We’ve had a horrendous year with our weather. Hurricanes, wildfires, tornados, have done a lot of damage to us and wildlife. Melting glaciers, rising seas, larger fires and longer fire seasons are all due to climate change. Wildfires occur in the western United States all the time and climate change makes them even worse, especially this year. Olivia Sanderfoot of The National Science Foundation at the University of Washington Seattle did a study on how air pollution affects birds. She found that veterinarians and poultry scientists who did a study on captive birds found that smoke can damage lung tissue and leave animals susceptible to potentially lethal respiratory infections.Â
Some birds benefit from wildfires. Most wildfires burn unevenly, leaving behind different kinds of habitat patches for birds. For Black-backed Woodpeckers, newly burned forest provides food. Bark and wood boring beetles come in droves and lay eggs in the charred trees, and woodpeckers eat them when they reach the larval stage. There are other bugs that Dusky Flycatchers and Mountain Bluebirds hunt for in midair. Piliated Woodpeckers, Townsend’s Warblers, and Golden-crowned Kinglets dwell in old-growth forests in search of new places to nest and forage. Sometimes birds start wildfires. When perched on power lines they may touch two transmission lines at once and get zapped, starting an electrical fire.
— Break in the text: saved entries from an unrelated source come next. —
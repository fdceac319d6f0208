//! Shared statistics-snapshot contract: every component exposes a
//! `dump()`/`get_stats(now_ms)` pair returning a structured snapshot
//! (`spec.md` §6 "Outbound stats").

use crate::clock::MonoMs;

/// Implemented by every stateful component that the orchestrator polls
/// for statistics. `Snapshot` is the component's own stats struct; kept
/// as an associated type so each component's snapshot carries only the
/// fields meaningful to it instead of one bloated union.
pub trait StatsSource {
    type Snapshot;

    /// A snapshot reflecting state as of the last processed event, with
    /// no time-dependent fields recomputed (cheap, always available).
    fn dump(&self) -> Self::Snapshot;

    /// A snapshot with time-dependent fields (rates, elapsed durations)
    /// recomputed against `now_ms`.
    fn get_stats(&mut self, now_ms: MonoMs) -> Self::Snapshot;
}

/// Byte/packet counters shared by every RTP-carrying component's stats
/// struct (retransmission buffer, NACK generator, TCC server).
#[derive(Clone, Copy, Debug, Default, PartialEq, Eq)]
pub struct PacketCounters {
    pub packets: u64,
    pub bytes: u64,
}

impl PacketCounters {
    pub fn record(&mut self, bytes: u64) {
        self.packets += 1;
        self.bytes += bytes;
    }
}

#[derive(Clone, Copy, Debug, Default, PartialEq)]
pub struct RetransmissionBufferStats {
    pub counters: PacketCounters,
    pub items_present: usize,
    pub oldest_seq: u16,
}

#[derive(Clone, Copy, Debug, Default, PartialEq)]
pub struct NackGeneratorStats {
    pub nacks_sent: u64,
    pub nacks_recovered: u64,
    pub pending: usize,
}

#[derive(Clone, Copy, Debug, Default, PartialEq)]
pub struct IceServerStats {
    pub tuples: usize,
    pub bytes_received: u64,
    pub consent_requests_sent: u64,
}

#[derive(Clone, Copy, Debug, Default, PartialEq)]
pub struct TccClientStats {
    pub available_bitrate_bps: f64,
    pub loss_fraction: f64,
    pub rtt_ms: u64,
}

#[cfg(test)]
mod tests {
    use super::*;

    #[test]
    fn counters_accumulate() {
        let mut counters = PacketCounters::default();
        counters.record(1200);
        counters.record(300);
        assert_eq!(counters.packets, 2);
        assert_eq!(counters.bytes, 1500);
    }
}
Hawks carrying snakes can touch power lines and start a fire. Some birds intentionally spread fires. Northern Australia raptors are reported picking up burning sticks and dropping them elsewhere to flush out prey like lizards and snakes. Black Kites, Brown Falcons, and Whistling Kites are all known to spread fires intentionally for food. Rising temperatures and shifting rainfall patterns already threaten two thirds of North American bird species with extinction. Hopefully something will be done to combat climate change and make our country a better, safer place for humans, birds, and other animals.